In response to rising rates of opiate addiction across the state of Ohio, Governor John Kasich established the Ohio Governor’s Cabinet Opiate Action Team (GCOAT) in 2011. With involvement from Prevention Bureau Chief/NPN Molly Stone and others from the Ohio Department of Mental Health and Addiction Services (a Partnerships for Success 2014 grantee), the team was charged with reducing opiate addiction rates and overdose deaths across the state. Understanding the role of opioid over-prescribing as a key contributor to subsequent addiction and overdose,1 GCOAT focused its efforts on developing opioid prescribing guidelines.
To inform guideline development, GCOAT convened a 75-member task force comprising prevention professionals, doctors, dentists, nurses, and other healthcare providers. Together, the team created three sets of guidelines: to inform opioid prescriptions for emergency medicine, for chronic care management, and for acute care settings.
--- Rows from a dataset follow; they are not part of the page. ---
mod classifier;
mod config;
mod errors;
mod handlers;
mod models;
mod preprocess;
mod service;

use std::io;
use std::sync::Arc;

use actix_cors::Cors;
use actix_web::middleware::Logger;
use actix_web::{web, App, HttpServer};
use log::{error, info};

use classifier::OnnxClassifier;
use config::Settings;
use models::CATEGORIES;
use service::ClassificationService;

#[actix_web::main]
async fn main() -> io::Result<()> {
    env_logger::Builder::from_env(env_logger::Env::default().default_filter_or("info"))
        .format_timestamp_millis()
        .init();

    let settings = Settings::from_env().map_err(|e| {
        error!("{}", e);
        io::Error::new(io::ErrorKind::InvalidInput, e)
    })?;

    let classifier = OnnxClassifier::load(&settings.model_path, CATEGORIES.len()).map_err(|e| {
        error!("{}", errors::error_chain(&e));
        io::Error::new(io::ErrorKind::Other, e)
    })?;

    let service = web::Data::new(ClassificationService::new(Arc::new(classifier)));
    let bind_address = settings.bind_address();
    let settings = web::Data::new(settings);

    info!(
        "Serving predictions for {:?} tensors at http://{}",
        service.preprocessor().tensor_shape(),
        bind_address
    );

    HttpServer::new(move || {
        let cors = Cors::default()
            .allow_any_origin()
            .allow_any_method()
            .allow_any_header();

        App::new()
            .wrap(Logger::default())
            .wrap(cors)
            .app_data(service.clone())
            .app_data(settings.clone())
            .configure(handlers::configure)
    })
    .bind(bind_address)?
    .run()
    .await
}
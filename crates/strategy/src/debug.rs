use std::path::PathBuf;

use common::{Asset, Error, Result, Signal};

/// Drops a CSV snapshot of the asset window next to every acted-on signal.
///
/// Purely diagnostic: callers log failures and keep trading.
pub struct DebugWriter {
    dir: PathBuf,
}

impl DebugWriter {
    pub fn new(dir: PathBuf) -> Self {
        Self { dir }
    }

    /// Clear leftovers from previous runs and make sure the directory exists.
    pub fn init(&self) -> Result<()> {
        if self.dir.exists() {
            std::fs::remove_dir_all(&self.dir)?;
        }
        std::fs::create_dir_all(&self.dir)?;
        Ok(())
    }

    pub fn write(&self, asset: &Asset, signal: Signal) -> Result<()> {
        let last = asset.last_bar()?;
        let name = format!(
            "{}_{}_{:.2}.csv",
            last.time.timestamp(),
            signal.action,
            signal.confidence
        );

        let mut w = csv::Writer::from_path(self.dir.join(name))
            .map_err(|e| Error::Csv(e.to_string()))?;
        w.write_record(["timestamp", "open", "high", "low", "close", "volume"])
            .map_err(|e| Error::Csv(e.to_string()))?;
        for bar in asset.bars(asset.len())? {
            w.write_record([
                bar.time.timestamp().to_string(),
                bar.open.to_string(),
                bar.high.to_string(),
                bar.low.to_string(),
                bar.close.to_string(),
                bar.volume.to_string(),
            ])
            .map_err(|e| Error::Csv(e.to_string()))?;
        }
        w.flush()?;
        Ok(())
    }
}
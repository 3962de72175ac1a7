mod account;
mod commission;
mod reader;

pub use account::CashAccount;
pub use commission::Commission;

use std::collections::HashMap;

use rust_decimal::Decimal;
use tokio::sync::Mutex;
use tracing::{debug, info};

use async_trait::async_trait;
use common::config::EmulatorConfig;
use common::{
    Asset, Bar, BarStream, Deal, Error, Position, Result, ShutdownSignal, TradingVenue,
};

use reader::BarReader;

/// Historical-data venue: replays per-symbol CSV files through the shared
/// venue interface against a commissioned cash account.
///
/// Fills are priced off the asset's most recent close, so no real orders and
/// no price lookups ever leave the process.
pub struct PaperVenue {
    cfg: EmulatorConfig,
    account: CashAccount,
    commission: Commission,
    positions: Mutex<HashMap<String, Position>>,
    shutdown: ShutdownSignal,
}

impl PaperVenue {
    pub fn new(cfg: EmulatorConfig, shutdown: ShutdownSignal) -> Self {
        let account = CashAccount::new(Decimal::try_from(cfg.balance).unwrap_or_default());
        let commission = if cfg.buy_commission == 0.0 && cfg.sell_commission == 0.0 {
            Commission::None
        } else {
            Commission::fixed_rate(cfg.buy_commission, cfg.sell_commission)
        };

        info!(
            balance = cfg.balance,
            buy_commission = cfg.buy_commission,
            sell_commission = cfg.sell_commission,
            symbols = cfg.data.len(),
            "emulator venue ready"
        );

        Self {
            cfg,
            account,
            commission,
            positions: Mutex::new(HashMap::new()),
            shutdown,
        }
    }
}

#[async_trait]
impl TradingVenue for PaperVenue {
    async fn prefetch(&self, _symbol: &str, _count: usize) -> Result<Vec<Bar>> {
        Err(Error::InvalidArgument(
            "prefetch is not supported by the emulator".into(),
        ))
    }

    async fn subscribe(&self, symbol: &str) -> Result<BarStream> {
        let path = self
            .cfg
            .data
            .get(symbol)
            .ok_or_else(|| Error::UnknownSymbol(symbol.to_string()))?;

        let reader = BarReader::new(path.clone(), self.cfg.start, self.cfg.end);
        Ok(reader.stream(self.shutdown.clone()))
    }

    async fn open(&self, asset: &Asset, size: Decimal) -> Result<Position> {
        let mut positions = self.positions.lock().await;
        let symbol = asset.symbol();
        if positions.contains_key(symbol) {
            return Err(Error::VenueRejected(format!(
                "position for {symbol} is already open"
            )));
        }

        let bar = asset
            .last_bar()
            .map_err(|e| e.context(format!("cannot find buy price for {symbol}")))?;

        self.account
            .withdraw(size)
            .await
            .map_err(|e| e.context("failed to withdraw funds"))?;

        let net = self.commission.on_buy(size);
        let qty = net
            .checked_div(bar.close)
            .ok_or_else(|| Error::MarketData(format!("zero close price for {symbol}")))?;

        let position = Position {
            symbol: symbol.to_string(),
            entry_price: bar.close,
            qty,
            spend: size,
            open_time: bar.time,
        };
        positions.insert(symbol.to_string(), position.clone());

        debug!(symbol, size = %size, qty = %qty, close = %bar.close, "paper position opened");
        Ok(position)
    }

    async fn close(&self, asset: &Asset, position: &Position) -> Result<Deal> {
        let mut positions = self.positions.lock().await;
        let symbol = position.symbol.as_str();
        let held = positions
            .get(symbol)
            .cloned()
            .ok_or_else(|| Error::VenueRejected(format!("no open position for {symbol}")))?;

        let bar = asset
            .last_bar()
            .map_err(|e| e.context(format!("cannot find sell price for {symbol}")))?;

        let before = held.qty * held.entry_price;
        let after = self.commission.on_sell(held.qty * bar.close);
        self.account
            .deposit(after)
            .await
            .map_err(|e| e.context("failed to deposit funds"))?;
        positions.remove(symbol);

        debug!(symbol, proceeds = %after, close = %bar.close, "paper position closed");
        Ok(Deal {
            symbol: symbol.to_string(),
            buy_time: Some(held.open_time),
            sell_time: Some(bar.time),
            buy_price: held.entry_price,
            sell_price: bar.close,
            qty: held.qty,
            spend: held.spend,
            gain: after - before,
        })
    }

    async fn balance(&self) -> Result<Decimal> {
        Ok(self.account.balance().await)
    }
}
Within two years, the task force produced the emergency medicine and chronic care prescribing guidelines. According to Andrea Boxill, Deputy Director of GCOAT, the process for developing these initial sets went relatively smoothly. “There was quick consensus on what do in the emergency room—don’t send people home with a script for 30 pain pills for a sprained ankle, for example. And it was easy to create thoughtful guidelines for people in chronic pain,” she explains.
Yet when the group turned its efforts toward developing acute care guidelines, the road proved bumpier. Boxill describes the tension: “So much of acute care hits at the heart of how a physician practices medicine. Telling a doctor what they should be doing gets at something very personal. They are resistant to any suggestion that they are doing something wrong.”
Fortunately, the group was able to draw on the solid foundation established by Boxill and others to work through their challenges. “Our focus was to acknowledge and honor concerns respectfully, but to keep the work moving forward,” says Boxill. In early 2016, GCOAT released the final set of prescribing guidelines. While data regarding their efficacy is still being collected, initial reports suggest that they are being well-received.